Friday, December 17, 2010

5 stages of grief.

You're supposed to go through these in order, apparently. So far I'm not following the norm, but in my life, I never really do. It's supposed to start with denial, move to anger, begin bargaining, fall into depression and finally accept it. Well, I'm like a bull in a china shop right now, crashing from one to the next.

Really I started with denial before my love even told me about the decision of male transformation. I honestly thought that if Papi just kept binding, packing and using the men's washroom that would be enough. From the beginning of our relationship, my love has been vocal about removing those beautiful breasts through 'top surgery'.

I could understand Papi's pain in a way, because I have never been happy about my own breasts and wanted to have a breast lift since I was a teenager. I have never wanted them to be bigger, I've wanted them smaller so I would never have to wear a bra like some of my itty bitty titty friends. That has always been my dream. But I learned to accept my breasts and I found million dollar bras that made me feel more comfortable about them.

I've never really been happy with anything about my body and my eating disorder has hindered what I see in the mirror. I had to come to terms with my disease and take control of it. I now have control over the disorder, it doesn't rule my life anymore, but I still see distorted images of myself in the mirror. I honestly don't see the 'tiny' body people tell me I have. I just accept that they see something different than I do.

Anyway, back to the stages.
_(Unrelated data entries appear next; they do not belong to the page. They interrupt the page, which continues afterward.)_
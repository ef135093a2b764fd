//! SHA-256 digesting for partition payloads.

use sha2::{Digest, Sha256};
use std::io::{self, Read};

/// Digest of a byte slice as lower-case hex.
pub fn sha256_hex(data: &[u8]) -> String {
    hex::encode(Sha256::digest(data))
}

/// First 8 hex characters, for log lines.
pub fn short_digest(hex_digest: &str) -> &str {
    hex_digest.get(..8).unwrap_or(hex_digest)
}

/// Drain a reader, returning its SHA-256 (hex) and length.
pub fn sha256_reader<R: Read>(reader: R, chunk_size: usize) -> io::Result<(String, u64)> {
    let mut hashing = HashingReader::new(reader);
    crate::transfer::copy_chunked(&mut hashing, &mut io::sink(), chunk_size)?;
    Ok(hashing.finalize())
}

/// Reader wrapper that hashes and counts everything read through it.
pub struct HashingReader<R> {
    inner: R,
    hasher: Sha256,
    bytes_read: u64,
}

impl<R: Read> HashingReader<R> {
    pub fn new(inner: R) -> Self {
        Self {
            inner,
            hasher: Sha256::new(),
            bytes_read: 0,
        }
    }

    /// Bytes read so far
    pub fn bytes_read(&self) -> u64 {
        self.bytes_read
    }

    /// Consume the wrapper, returning the hex digest and byte count.
    pub fn finalize(self) -> (String, u64) {
        (hex::encode(self.hasher.finalize()), self.bytes_read)
    }
}

impl<R: Read> Read for HashingReader<R> {
    fn read(&mut self, buf: &mut [u8]) -> io::Result<usize> {
        let n = self.inner.read(buf)?;
        self.hasher.update(&buf[..n]);
        self.bytes_read += n as u64;
        Ok(n)
    }
}
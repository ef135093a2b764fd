//! Graceful shutdown handling for SIGTERM and SIGINT.
//!
//! A signal cancels the shared token. Engines poll it between partitions, so
//! the partition in flight is finished before the operation stops.

use tokio::signal;
use tokio_util::sync::CancellationToken;
use tracing::{info, warn};

/// Shutdown coordinator
#[derive(Clone, Default)]
pub struct ShutdownCoordinator {
    token: CancellationToken,
}

impl ShutdownCoordinator {
    pub fn new() -> Self {
        Self::default()
    }

    /// Token to hand to an engine
    pub fn token(&self) -> CancellationToken {
        self.token.clone()
    }

    pub fn is_shutting_down(&self) -> bool {
        self.token.is_cancelled()
    }

    pub fn trigger(&self) {
        self.token.cancel();
    }

    /// Wait for SIGINT or SIGTERM, then cancel the token.
    ///
    /// Returns early, without cancelling, when the token is cancelled some
    /// other way.
    pub async fn wait_for_signal(&self) {
        let ctrl_c = async {
            if let Err(e) = signal::ctrl_c().await {
                warn!("Failed to install Ctrl+C handler: {}", e);
                std::future::pending::<()>().await;
            }
        };

        #[cfg(unix)]
        let terminate = async {
            match signal::unix::signal(signal::unix::SignalKind::terminate()) {
                Ok(mut stream) => {
                    stream.recv().await;
                }
                Err(e) => {
                    warn!("Failed to install SIGTERM handler: {}", e);
                    std::future::pending::<()>().await;
                }
            }
        };

        #[cfg(not(unix))]
        let terminate = std::future::pending::<()>();

        tokio::select! {
            _ = ctrl_c => {
                info!("Received SIGINT (Ctrl+C), stopping after the current partition...");
            }
            _ = terminate => {
                info!("Received SIGTERM, stopping after the current partition...");
            }
            _ = self.token.cancelled() => return,
        }

        self.trigger();
    }
}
When Papi first told me of the decision to become an F-M, depression set in and it hasn't left. I have cried tears of grief over losing my wife every day but 3 for a month now. Sometimes I feel like when I'm being honest with my love about my feelings, I'm giving Papi a look into my war trenched brain and I have hopes that this will give my love a hint that I would like to bargain.
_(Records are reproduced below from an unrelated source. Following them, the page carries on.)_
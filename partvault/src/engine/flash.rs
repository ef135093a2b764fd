//! Flash engine: write a firmware package onto a device.
//!
//! The live partition table is the baseline for every guard. An oversized
//! image stops the run before anything else is written, and by default so
//! does any rejected write.

use super::{step_percent, FailurePolicy, ProgressCallback, ProgressUpdate, Reporter};
use crate::codec::{sha256_reader, short_digest};
use crate::device::{DeviceIo, PartitionInfo, PartitionTable, WriteTarget};
use crate::firmware::{FirmwareManifest, FirmwarePartition};
use crate::transfer::{copy_chunked, format_bytes, TransferMeter, COPY_CHUNK_SIZE};
use crate::{Result, VaultError};
use std::fs::{self, File};
use std::io::{BufReader, Write};
use std::time::Duration;
use tokio_util::sync::CancellationToken;
use tracing::{error, info, warn};

#[derive(Debug, Clone, Copy, PartialEq, Eq)]
pub struct FlashPlan {
    /// Skip critical and high-risk partitions
    pub safe_mode: bool,
    pub reboot_on_success: bool,
}

impl Default for FlashPlan {
    fn default() -> Self {
        Self {
            safe_mode: true,
            reboot_on_success: true,
        }
    }
}

/// Outcome of a flash run
#[derive(Debug)]
pub struct FlashResult {
    pub success: bool,
    pub flashed: Vec<String>,
    pub skipped: Vec<String>,
    /// What stopped the run, if anything
    pub error: Option<VaultError>,
    /// Every progress update emitted during the run
    pub events: Vec<ProgressUpdate>,
    pub duration: Duration,
}

enum Step {
    Flashed(u64),
    Skipped,
}

/// Flash engine
pub struct FlashEngine<'a> {
    device: &'a mut dyn DeviceIo,
    progress: Reporter,
    cancel_token: CancellationToken,
    policy: FailurePolicy,
    chunk_size: usize,
}

impl<'a> FlashEngine<'a> {
    /// Create a flash engine (no cancellation support)
    pub fn new(device: &'a mut dyn DeviceIo) -> Self {
        Self::with_cancel(device, CancellationToken::new())
    }

    /// Create a flash engine with cancellation support
    pub fn with_cancel(device: &'a mut dyn DeviceIo, cancel_token: CancellationToken) -> Self {
        Self {
            device,
            progress: Reporter::default(),
            cancel_token,
            policy: FailurePolicy::FailFast,
            chunk_size: COPY_CHUNK_SIZE,
        }
    }

    pub fn with_progress(mut self, callback: ProgressCallback) -> Self {
        self.progress.set_callback(callback);
        self
    }

    /// Only affects write failures; an oversized image always aborts.
    pub fn with_failure_policy(mut self, policy: FailurePolicy) -> Self {
        self.policy = policy;
        self
    }

    pub fn with_chunk_size(mut self, chunk_size: usize) -> Self {
        self.chunk_size = chunk_size;
        self
    }

    /// Flash every selected entry of `firmware`, in order.
    ///
    /// Returns `Err` only when the device is not ready or its partition table
    /// cannot be read or is unusable. Anything that goes wrong later is in
    /// the result.
    pub fn execute(&mut self, firmware: &FirmwareManifest, plan: &FlashPlan) -> Result<FlashResult> {
        let mut meter = TransferMeter::new();

        if !self.device.is_ready() {
            return Err(VaultError::NotReady("device session is not ready".to_string()));
        }

        self.progress.info(0, "Reading partition table...");
        let table = self.device.partition_table()?;
        table.validate()?;

        let entries: Vec<&FirmwarePartition> = firmware.selected().collect();
        info!(
            "Flashing {} ({} images, safe mode {})",
            firmware.name,
            entries.len(),
            if plan.safe_mode { "on" } else { "off" }
        );

        let mut result = FlashResult {
            success: false,
            flashed: Vec::new(),
            skipped: Vec::new(),
            error: None,
            events: Vec::new(),
            duration: Duration::ZERO,
        };

        for (completed, entry) in entries.iter().enumerate() {
            if self.cancel_token.is_cancelled() {
                warn!("Flash cancelled after {} images", completed);
                self.progress.warn(
                    step_percent(completed, entries.len(), 95, 0),
                    "Flash cancelled",
                );
                result.error = Some(VaultError::Cancelled);
                break;
            }

            let percent = step_percent(completed, entries.len(), 95, 0);
            self.progress
                .info(percent, format!("Flashing {}...", entry.partition_name));

            match self.flash_entry(entry, &table, plan, percent) {
                Ok(Step::Flashed(bytes)) => {
                    meter.record(bytes);
                    result.flashed.push(entry.partition_name.clone());
                }
                Ok(Step::Skipped) => result.skipped.push(entry.partition_name.clone()),
                Err(e @ VaultError::SizeMismatch { .. }) => {
                    error!("Flash aborted: {}", e);
                    self.progress.error(percent, format!("Aborted: {}", e));
                    result.error = Some(e);
                    break;
                }
                Err(e) => {
                    error!("Flash of {} failed: {}", entry.partition_name, e);
                    self.progress.error(
                        percent,
                        format!("Flash of {} failed: {}", entry.partition_name, e),
                    );
                    let abort = self.policy.should_abort();
                    if result.error.is_none() {
                        result.error = Some(e);
                    }
                    if abort {
                        break;
                    }
                }
            }
        }

        result.success = result.error.is_none();
        if result.success {
            self.progress.info(
                100,
                format!("Flash complete: {} partitions", result.flashed.len()),
            );
            if plan.reboot_on_success {
                match self.device.reboot() {
                    Ok(()) => info!("Reboot requested"),
                    Err(e) => {
                        warn!("Reboot request failed: {}", e);
                        self.progress.warn(100, format!("Reboot failed: {}", e));
                    }
                }
            }
        }

        info!(
            "Flash finished: {} flashed, {} skipped, {}",
            result.flashed.len(),
            result.skipped.len(),
            meter.summary()
        );
        result.duration = meter.elapsed();
        result.events = self.progress.take_events();
        Ok(result)
    }

    fn flash_entry(
        &mut self,
        entry: &FirmwarePartition,
        table: &PartitionTable,
        plan: &FlashPlan,
        percent: u8,
    ) -> Result<Step> {
        let name = &entry.partition_name;

        let image_size = match fs::metadata(&entry.file_path) {
            Ok(meta) if meta.is_file() => meta.len(),
            _ => {
                warn!("Image for {} not found at {}", name, entry.file_path.display());
                self.progress
                    .warn(percent, format!("Image file missing for {}, skipped", name));
                return Ok(Step::Skipped);
            }
        };

        let (target, flagged) = match entry.start_sector {
            Some(start_sector) => {
                let sector_count = image_size.div_ceil(table.sector_size as u64);
                let covered = table.overlapping(start_sector, sector_count);
                check_range_fits(name, image_size, start_sector, sector_count, &covered, table)?;

                let flagged =
                    entry.is_critical || covered.iter().any(|p| p.is_critical || p.is_high_risk);
                let target = WriteTarget::Lba {
                    start_sector,
                    sector_count,
                };
                (target, flagged)
            }
            None => {
                let live = table.find(name);
                if let Some(live) = live {
                    if image_size > live.size_bytes {
                        return Err(VaultError::SizeMismatch {
                            partition: name.clone(),
                            image_size,
                            capacity: live.size_bytes,
                        });
                    }
                }
                let flagged =
                    entry.is_critical || live.is_some_and(|p| p.is_critical || p.is_high_risk);
                (WriteTarget::Partition(name.clone()), flagged)
            }
        };

        if plan.safe_mode && flagged {
            info!("Safe mode: skipping {}", name);
            self.progress
                .warn(percent, format!("Safe mode: skipping critical partition {}", name));
            return Ok(Step::Skipped);
        }

        let (digest, _) = sha256_reader(BufReader::new(File::open(&entry.file_path)?), self.chunk_size)?;
        info!("{} image sha256 {}", name, digest);
        self.progress
            .info(percent, format!("{}: sha256 {}", name, short_digest(&digest)));

        let mut source = BufReader::new(File::open(&entry.file_path)?);
        let mut sink = self.device.open_writable_sink(&target)?;
        let written = copy_chunked(&mut source, &mut sink, self.chunk_size)?;
        sink.flush()?;
        if !sink.close()? {
            return Err(VaultError::DeviceWrite(format!("device rejected write to {}", target)));
        }

        info!("Flashed {} to {} ({})", name, target, format_bytes(written));
        Ok(Step::Flashed(written))
    }
}

/// A raw sector write must stay inside a single live partition. Ranges that
/// touch no partition at all (GPT headers, gaps) are allowed.
fn check_range_fits(
    name: &str,
    image_size: u64,
    start_sector: u64,
    sector_count: u64,
    covered: &[&PartitionInfo],
    table: &PartitionTable,
) -> Result<()> {
    let Some(first) = covered.first() else {
        return Ok(());
    };

    let end = start_sector + sector_count;
    let fits = covered.len() == 1
        && first.start_lba <= start_sector
        && end <= first.end_lba(table.sector_size);
    if fits {
        return Ok(());
    }

    let capacity = if first.start_lba <= start_sector {
        (first.end_lba(table.sector_size) - start_sector) * table.sector_size as u64
    } else {
        0
    };
    warn!(
        "{} at lba {}+{} crosses the bounds of {}",
        name, start_sector, sector_count, first.name
    );
    Err(VaultError::SizeMismatch {
        partition: first.name.clone(),
        image_size,
        capacity,
    })
}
I won't bargain out loud, because I cannot be the one to ask my love to change anything about this decision. If my love does anything to change this decision, then that choice wouldn't be for Papi, it would be because of my pain over the whole thing. If that happened, there would be resentment on my love's behalf, because Papi wouldn't be doing it for anyone but me. It would destroy our relationship. Resentment seeps into love and rots it.

So, just as my fear predicted, there were the words last night from my love, "I'm going to stay on a low dose of testosterone."

I was terrified. Was Papi doing this for me? Oh my god, if that's the case then there could be bitterness in the future. I said, "You can't do this for me. It will destroy our relationship."

"But I see you crying every day and I don't want my decision to be what destroys our relationship."

So. There was a bit of bargaining. I just stared at Papi and didn't say anything more. I can't be the one to make any decisions for my love. I have to remain silent when it comes to this. I already harmed the heart of Papi by telling the truth about the change in smell I've noticed and how it affected me.

This is so hard. This is the hardest, fearful and lonely thing I've ever gone through in my life. My gorgeous wife is leaving me and is being replaced with a person I don't even get to see or meet until they're here. I don't know who this person will look like and they are not who I married. I married my beautiful butch. All I want is my beautiful butch.

The grief is overwhelming. If this is the depression part of the stages, I really don't want to see the anger part! It might be over the top! In my life, I've noticed that a sign of my own depression is when I take on strangers as if I were a mama bear and god forbid anyone do wrong.

It happened on my 'off day' day off from speaking to 'you' my imaginary friend. I saw a man hit a woman because the elevator was too full and she was trying to tell him to stop pushing. Nobody did anything, so I intervened by stopping the elevator door with my foot, grabbing him by the shirt and telling him to "Get the fuck off this elevator NOW!"

He was shocked and slightly afraid, but I saw him look for any kind of evidence that I was someone with lawful authority. When he realized I wasn't that person, he told me he was staying on this elevator. I told him I would remove him if he didn't do it himself and then everyone left the elevator leaving me, the other crazy person alone with the nutbar.

Finally, a man bigger than me decided to take control and I happily allowed him to. When I got on the next elevator with all the people who had left the violent man, one woman said, "You're very brave to have done that, but you have to be careful. You don't know what you're dealing with."

I replied, "Oh I know exactly what I was dealing with!" Us crazies know each other well.

"But he could have hit you."

"I would have hit him harder." And I looked at the 80-something man beside me who gave me the nod of approval.

Yup. When I'm crazy, I'm really crazy. I wanted to take out all the hurt and pain on someone who really deserved it. I would have become that mama bear that in the past has lifted a man off the ground by way of his shirt and slammed him against the wall, leaving him to piss himself.

He was drunk and was warned about my precious keyboard that he was leaning too close to. He fell on it and spilled his beer onto the knobs. I saw red and it resulted with him running out of the party with piss stained pants practically crying of fear. I was too busy trying to save my keyboard to notice the flee.

I don't know where this mama bear comes from, but when she's here, she's a scary person. My heart's pounding just thinking about her. She's an odd part of my personality. If I'm having a depression over the grief this bad, I'm very afraid about the anger stage.

I would like to just jump to the acceptance part if I could. That would please me. I want someone to tell me how to do this. Anyone?